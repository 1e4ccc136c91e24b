//! The CSV report writer.

use std::fmt::Display;
use std::fs::{File, OpenOptions};
use std::io::{self, BufWriter, Write};
use std::path::Path;

use chrono::{DateTime, Local, TimeZone};
use log::{debug, trace, warn};

use super::columns::{self, DASH, SEPARATOR, TYPE_GROUP_WIDTH};
use crate::config::ReportConfig;
use crate::error::{Error, Result};
use crate::metrics::ssim_db;
use crate::stats::{FrameStats, FrameType, RunSummary};

/// Writes per-frame rows and a run summary to one CSV stream.
///
/// A writer is either enabled (it owns a sink) or disabled. Every write on a
/// disabled writer succeeds without doing anything, so a log that failed to
/// open never interrupts the encode.
///
/// The writer never closes the stream itself; dropping it flushes and closes
/// the file.
#[derive(Debug)]
pub struct ReportWriter<W: Write = BufWriter<File>> {
    sink: Option<W>,
    config: ReportConfig,
}

impl ReportWriter<BufWriter<File>> {
    /// Open `path` for logging, disabling the writer if that fails.
    ///
    /// A file that did not exist is created and receives the header for
    /// `config`. An existing file is appended to and receives nothing, on
    /// the assumption that an earlier run already wrote a matching header.
    pub fn open(path: impl AsRef<Path>, config: ReportConfig) -> Self {
        let path = path.as_ref();
        match Self::try_open(path, config) {
            Ok(writer) => writer,
            Err(e) => {
                warn!("{e}; CSV logging disabled");
                Self::disabled(config)
            }
        }
    }

    /// Like [`ReportWriter::open`], but reports the failure.
    pub fn try_open(path: impl AsRef<Path>, config: ReportConfig) -> Result<Self> {
        let path = path.as_ref();
        let (file, created) = open_log_file(path).map_err(|source| Error::Open {
            path: path.to_path_buf(),
            source,
        })?;

        debug!(
            "{} CSV log {} (level {})",
            if created { "Created" } else { "Appending to" },
            path.display(),
            config.level
        );

        Self::from_writer(BufWriter::new(file), config, created)
    }
}

impl<W: Write> ReportWriter<W> {
    /// A writer that discards everything.
    #[must_use]
    pub fn disabled(config: ReportConfig) -> Self {
        Self { sink: None, config }
    }

    /// Bind an arbitrary sink.
    ///
    /// `fresh` marks a sink with no prior content; only then is the header
    /// written.
    pub fn from_writer(sink: W, config: ReportConfig, fresh: bool) -> Result<Self> {
        let mut writer = Self {
            sink: Some(sink),
            config,
        };
        if fresh {
            let header = columns::header_line(&writer.config);
            writer.write_line(&header)?;
        }
        Ok(writer)
    }

    /// Whether rows are actually written.
    #[must_use]
    pub fn is_enabled(&self) -> bool {
        self.sink.is_some()
    }

    /// Configuration the header was negotiated with.
    #[must_use]
    pub fn config(&self) -> &ReportConfig {
        &self.config
    }

    /// Borrow the sink, if enabled.
    #[must_use]
    pub fn get_ref(&self) -> Option<&W> {
        self.sink.as_ref()
    }

    /// Unwrap the sink, if enabled.
    #[must_use]
    pub fn into_inner(self) -> Option<W> {
        self.sink
    }

    /// Append the row for one completed frame.
    ///
    /// Does nothing when the writer is disabled or the log is summary-only.
    pub fn write_frame(&mut self, frame: &FrameStats) -> Result<()> {
        if self.sink.is_none() || !self.config.level.is_per_frame() {
            return Ok(());
        }
        trace!("CSV row for frame {} (POC {})", frame.encode_order, frame.poc);
        let row = frame_row(&self.config, frame);
        self.write_line(&row.join(SEPARATOR))
    }

    /// Append the summary row, stamped with the current local time.
    ///
    /// `args` is the invocation's argument list and is written verbatim as
    /// the command column.
    pub fn write_summary<S: AsRef<str>>(&mut self, summary: &RunSummary, args: &[S]) -> Result<()> {
        self.write_summary_at(summary, args, &Local::now())
    }

    /// Append the summary row with an explicit timestamp.
    ///
    /// A per-frame log first gets a blank line, a `Summary` marker and the
    /// summary header, so frame rows and the summary can share one file.
    pub fn write_summary_at<S, Tz>(
        &mut self,
        summary: &RunSummary,
        args: &[S],
        timestamp: &DateTime<Tz>,
    ) -> Result<()>
    where
        S: AsRef<str>,
        Tz: TimeZone,
        Tz::Offset: Display,
    {
        if self.sink.is_none() {
            return Ok(());
        }

        if self.config.level.is_per_frame() {
            let header = columns::summary_columns().join(SEPARATOR);
            self.write_line(&format!("\nSummary\n{header}"))?;
        }

        let command = args.iter().map(AsRef::as_ref).collect::<Vec<_>>().join(" ");
        let mut row = vec![command, timestamp.format("%c").to_string()];
        row.extend(summary_row(&self.config, summary));

        debug!(
            "CSV summary: {} frames, {:.2} fps, {:.2} kb/s",
            summary.frame_count(),
            summary.fps,
            summary.bitrate_kbps
        );
        self.write_line(&row.join(SEPARATOR))
    }

    fn write_line(&mut self, line: &str) -> Result<()> {
        if let Some(sink) = self.sink.as_mut() {
            writeln!(sink, "{line}")?;
            sink.flush()?;
        }
        Ok(())
    }
}

/// Create `path` exclusively, or open it for append if it already exists.
///
/// The boolean is `true` when this call created the file.
fn open_log_file(path: &Path) -> io::Result<(File, bool)> {
    match OpenOptions::new().append(true).create_new(true).open(path) {
        Ok(file) => Ok((file, true)),
        Err(e) if e.kind() == io::ErrorKind::AlreadyExists => {
            OpenOptions::new().append(true).open(path).map(|file| (file, false))
        }
        Err(e) => Err(e),
    }
}

fn dashes(n: usize) -> impl Iterator<Item = String> {
    std::iter::repeat_n(DASH.to_string(), n)
}

fn or_dash<T>(value: Option<T>, fmt: impl FnOnce(T) -> String) -> String {
    value.map_or_else(|| DASH.to_string(), fmt)
}

/// Cells of one per-frame row, matching [`columns::frame_columns`].
fn frame_row(config: &ReportConfig, frame: &FrameStats) -> Vec<String> {
    let mut row = vec![
        format!("{:4}", frame.encode_order),
        frame.frame_type.letter().to_string(),
        format!("{:3}", frame.poc),
        format!("{:.2}", frame.qp_avg),
        frame.size_bytes.to_string(),
    ];

    if config.has_rate_factor() {
        row.push(or_dash(frame.rate_factor, |rf| format!("{rf:.8}")));
    }

    if config.psnr {
        match frame.psnr {
            Some(p) => row.extend([p.y, p.u, p.v, p.avg].map(|v| format!("{v:.2}"))),
            None => row.extend(dashes(4)),
        }
    }

    if config.ssim {
        match frame.ssim {
            Some(ssim) => {
                row.push(format!("{ssim:.5}"));
                row.push(format!("{:.3}", ssim_db(ssim)));
            }
            None => row.extend(dashes(2)),
        }
    }

    let mut total = 0u64;
    for (_, count) in frame.mb_counts.iter() {
        row.push(count.to_string());
        total += u64::from(count);
    }
    let (luma, chroma) = frame.distortion_per_mb();
    row.push(total.to_string());
    row.push(luma.to_string());
    row.push(chroma.to_string());
    row.push(format!("{:.2}", frame.luma_level_avg));
    row.push(frame.luma_level_min.to_string());
    row.push(frame.luma_level_max.to_string());

    if config.level.has_energy() {
        row.push(or_dash(frame.psy_energy_avg, |e| format!("{e:.2}")));
        row.push(or_dash(frame.residual_energy_avg, |e| format!("{e:.2}")));
    }

    row
}

/// Summary cells after the command and timestamp columns.
fn summary_row(config: &ReportConfig, summary: &RunSummary) -> Vec<String> {
    let mut row = vec![
        format!("{:.2}", summary.elapsed_secs),
        format!("{:.2}", summary.fps),
        format!("{:.2}", summary.bitrate_kbps),
    ];

    match summary.global_psnr.filter(|_| config.psnr) {
        Some(p) => row.extend([p.y, p.u, p.v, p.avg].map(|v| format!("{v:.3}"))),
        None => row.extend(dashes(4)),
    }

    match summary.global_ssim.filter(|_| config.ssim) {
        Some(ssim) => {
            row.push(format!("{ssim:.6}"));
            row.push(format!("{:.3}", ssim_db(ssim)));
        }
        None => row.extend(dashes(2)),
    }

    for frame_type in FrameType::ALL {
        let group = summary.for_type(frame_type);
        if group.count == 0 {
            row.extend(dashes(TYPE_GROUP_WIDTH));
            continue;
        }
        row.push(group.count.to_string());
        row.push(format!("{:.2}", group.qp_avg));
        row.push(format!("{:.2}", group.size_avg));
        match group.psnr.filter(|_| config.psnr) {
            Some(p) => row.extend([p.y, p.u, p.v].map(|v| format!("{v:.3}"))),
            None => row.extend(dashes(3)),
        }
        row.push(or_dash(group.ssim.filter(|_| config.ssim), |s| format!("{s:.6}")));
    }

    row
}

☆ ☆ ☆ ☆

◆ Task description: For the string "written", show each line of the listing where it appears.

◆ Response to this task:
    /// written.
    /// Whether rows are actually written.
    /// `args` is the invocation's argument list and is written verbatim as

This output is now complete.